• Items listed in a dataset

[Start of section]

#[cfg(test)]
mod tests {
    use super::*;
    use crate::registry::clock::{Clock, ManualClock};
    use std::sync::Arc;

    const LEASE: Duration = Duration::from_secs(30);

    fn ledger() -> (ManualClock, InstanceLedger) {
        let clock = ManualClock::new();
        let ledger = InstanceLedger::new(clock.shared());
        (clock, ledger)
    }

    fn ids(instances: &[ServiceInstance]) -> Vec<&str> {
        instances.iter().map(|i| i.instance_id.as_str()).collect()
    }

    #[test]
    fn test_register_then_healthy() {
        let (_clock, ledger) = ledger();
        ledger.register("order-service", "i1", "10.0.0.1:9000", LEASE);
        let healthy = ledger.healthy_instances("order-service");
        assert_eq!(ids(&healthy), vec!["i1"]);
        assert_eq!(healthy[0].address, "10.0.0.1:9000");
        assert_eq!(healthy[0].status, InstanceStatus::Up);
    }

    #[test]
    fn test_register_is_upsert() {
        let (_clock, ledger) = ledger();
        ledger.register("svc", "i1", "10.0.0.1:9000", LEASE);
        ledger.register("svc", "i1", "10.0.0.2:9000", LEASE);
        assert_eq!(ledger.instance_count(), 1);
        assert_eq!(ledger.get("svc", "i1").unwrap().address, "10.0.0.2:9000");
    }

    #[test]
    fn test_register_resets_status_to_up() {
        let (_clock, ledger) = ledger();
        ledger.register("svc", "i1", "a:1", LEASE);
        ledger
            .set_status("svc", "i1", InstanceStatus::OutOfService)
            .unwrap();
        assert!(ledger.healthy_instances("svc").is_empty());
        ledger.register("svc", "i1", "a:1", LEASE);
        assert_eq!(ids(&ledger.healthy_instances("svc")), vec!["i1"]);
    }

    #[test]
    fn test_oversized_lease_is_capped() {
        let (clock, ledger) = ledger();
        let inst = ledger.register("svc", "i1", "a:1", Duration::from_secs(u64::MAX));
        assert_eq!(inst.lease_duration, MAX_LEASE);
        assert_eq!(inst.lease_expiry, clock.now() + MAX_LEASE);

        ledger.heartbeat("svc", "i1").unwrap();
        clock.advance(MAX_LEASE - Duration::from_secs(1));
        assert_eq!(ids(&ledger.healthy_instances("svc")), vec!["i1"]);
    }

    #[test]
    fn test_heartbeat_unknown_instance() {
        let (_clock, ledger) = ledger();
        let err = ledger.heartbeat("svc", "ghost").unwrap_err();
        assert!(matches!(err, GatewayError::InstanceNotFound { .. }));

        ledger.register("svc", "i1", "a:1", LEASE);
        assert!(ledger.heartbeat("svc", "ghost").is_err());
    }

    #[test]
    fn test_heartbeat_extends_lease() {
        let (clock, ledger) = ledger();
        ledger.register("svc", "i1", "a:1", LEASE);
        clock.advance(Duration::from_secs(20));
        ledger.heartbeat("svc", "i1").unwrap();
        clock.advance(Duration::from_secs(20));
        assert_eq!(ids(&ledger.healthy_instances("svc")), vec!["i1"]);
        clock.advance(Duration::from_secs(11));
        assert!(ledger.healthy_instances("svc").is_empty());
    }

    #[test]
    fn test_healthy_excludes_expired_without_evicting() {
        let (clock, ledger) = ledger();
        ledger.register("svc", "i1", "a:1", LEASE);
        clock.advance(Duration::from_secs(31));
        assert!(ledger.healthy_instances("svc").is_empty());
        // Reads never evict.
        assert!(ledger.get("svc", "i1").is_some());
        assert_eq!(ledger.instance_count(), 1);
    }

    #[test]
    fn test_healthy_excludes_non_up_status() {
        let (_clock, ledger) = ledger();
        ledger.register("svc", "i1", "a:1", LEASE);
        ledger.register("svc", "i2", "a:2", LEASE);
        ledger.set_status("svc", "i1", InstanceStatus::Down).unwrap();
        assert_eq!(ids(&ledger.healthy_instances("svc")), vec!["i2"]);
    }

    #[test]
    fn test_healthy_sorted_by_instance_id() {
        let (_clock, ledger) = ledger();
        for id in ["i3", "i1", "i2"] {
            ledger.register("svc", id, "a:1", LEASE);
        }
        assert_eq!(ids(&ledger.healthy_instances("svc")), vec!["i1", "i2", "i3"]);
    }

    #[test]
    fn test_deregister_idempotent_and_prunes_service() {
        let (_clock, ledger) = ledger();
        ledger.register("svc", "i1", "a:1", LEASE);
        assert!(ledger.deregister("svc", "i1"));
        assert!(!ledger.deregister("svc", "i1"));
        assert!(!ledger.deregister("other", "i1"));
        assert!(ledger.services().is_empty());
        assert_eq!(ledger.instance_count(), 0);
    }

    #[test]
    fn test_set_status_unknown() {
        let (_clock, ledger) = ledger();
        assert!(ledger
            .set_status("svc", "i1", InstanceStatus::Down)
            .is_err());
    }

    #[test]
    fn test_evict_if_stale_respects_renewal() {
        let (clock, ledger) = ledger();
        ledger.register("svc", "i1", "a:1", LEASE);
        clock.advance(Duration::from_secs(40));
        let cutoff = clock.now() - Duration::from_secs(5);
        let candidates = ledger.expired_before(cutoff);
        assert_eq!(candidates, vec![("svc".to_string(), "i1".to_string())]);

        // Registration lands between candidate collection and eviction.
        ledger.register("svc", "i1", "a:1", LEASE);
        assert!(!ledger.evict_if_stale("svc", "i1", cutoff));
        assert_eq!(ids(&ledger.healthy_instances("svc")), vec!["i1"]);
    }

    #[test]
    fn test_evict_if_stale_removes() {
        let (clock, ledger) = ledger();
        ledger.register("svc", "i1", "a:1", LEASE);
        clock.advance(Duration::from_secs(40));
        let cutoff = clock.now() - Duration::from_secs(5);
        assert!(ledger.evict_if_stale("svc", "i1", cutoff));
        assert!(ledger.get("svc", "i1").is_none());
        assert!(ledger.services().is_empty());
    }

    #[test]
    fn test_snapshot_lists_every_instance() {
        let (_clock, ledger) = ledger();
        ledger.register("b", "i2", "b:2", LEASE);
        ledger.register("b", "i1", "b:1", LEASE);
        ledger.register("a", "i1", "a:1", LEASE);
        ledger.set_status("b", "i2", InstanceStatus::OutOfService).unwrap();

        let snap = ledger.snapshot();
        let services: Vec<&String> = snap.keys().collect();
        assert_eq!(services, vec!["a", "b"]);
        let b = &snap["b"];
        assert_eq!(b[0].instance_id, "i1");
        assert!(b[0].healthy);
        assert_eq!(b[1].status, InstanceStatus::OutOfService);
        assert!(!b[1].healthy);
    }

    #[test]
    fn test_instance_view_serializes_status() {
        let (_clock, ledger) = ledger();
        let inst = ledger.register("svc", "i1", "a:1", LEASE);
        let json = serde_json::to_value(inst.view(ledger.now())).unwrap();
        assert_eq!(json["status"], "UP");
        assert_eq!(json["lease_secs"], 30);
        assert_eq!(json["expires_in_ms"], 30_000);
    }

    #[tokio::test]
    async fn test_subscribe_receives_events() {
        let (clock, ledger) = ledger();
        let mut rx = ledger.subscribe();
        ledger.register("svc", "i1", "a:1", LEASE);
        ledger.deregister("svc", "i1");
        ledger.register("svc", "i2", "a:2", LEASE);
        clock.advance(Duration::from_secs(60));
        ledger.evict_if_stale("svc", "i2", clock.now());

        let svc = || "svc".to_string();
        assert_eq!(
            rx.recv().await.unwrap(),
            RegistryEvent::Registered { service: svc(), instance_id: "i1".into() }
        );
        assert_eq!(
            rx.recv().await.unwrap(),
            RegistryEvent::Deregistered { service: svc(), instance_id: "i1".into() }
        );
        assert_eq!(
            rx.recv().await.unwrap(),
            RegistryEvent::Registered { service: svc(), instance_id: "i2".into() }
        );
        assert_eq!(
            rx.recv().await.unwrap(),
            RegistryEvent::Evicted { service: svc(), instance_id: "i2".into() }
        );
    }

    #[test]
    fn test_concurrent_ops_keep_at_most_one_entry() {
        let (_clock, ledger) = ledger();
        let ledger = Arc::new(ledger);
        std::thread::scope(|s| {
            for t in 0..8 {
                let ledger = ledger.clone();
                s.spawn(move || {
                    for n in 0..500 {
                        match (t + n) % 3 {
                            0 => {
                                ledger.register("svc", "i1", &format!("10.0.0.{}:80", t), LEASE);
                            }
                            1 => {
                                let _ = ledger.heartbeat("svc", "i1");
                            }
                            _ => {
                                ledger.deregister("svc", "i1");
                            }
                        }
                        assert!(ledger.instance_count() <= 1);
                    }
                });
            }
        });
        assert!(ledger.instance_count() <= 1);
    }
}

[End of section]

• What to work on
Begin at the first line of the records above and restate each line word for word, stopping after the line with "instances.iter().map(|i| i.instance_id.as_str()).collect()".

• Your response
#[cfg(test)]
mod tests {
    use super::*;
    use crate::registry::clock::{Clock, ManualClock};
    use std::sync::Arc;

    const LEASE: Duration = Duration::from_secs(30);

    fn ledger() -> (ManualClock, InstanceLedger) {
        let clock = ManualClock::new();
        let ledger = InstanceLedger::new(clock.shared());
        (clock, ledger)
    }

    fn ids(instances: &[ServiceInstance]) -> Vec<&str> {
        instances.iter().map(|i| i.instance_id.as_str()).collect()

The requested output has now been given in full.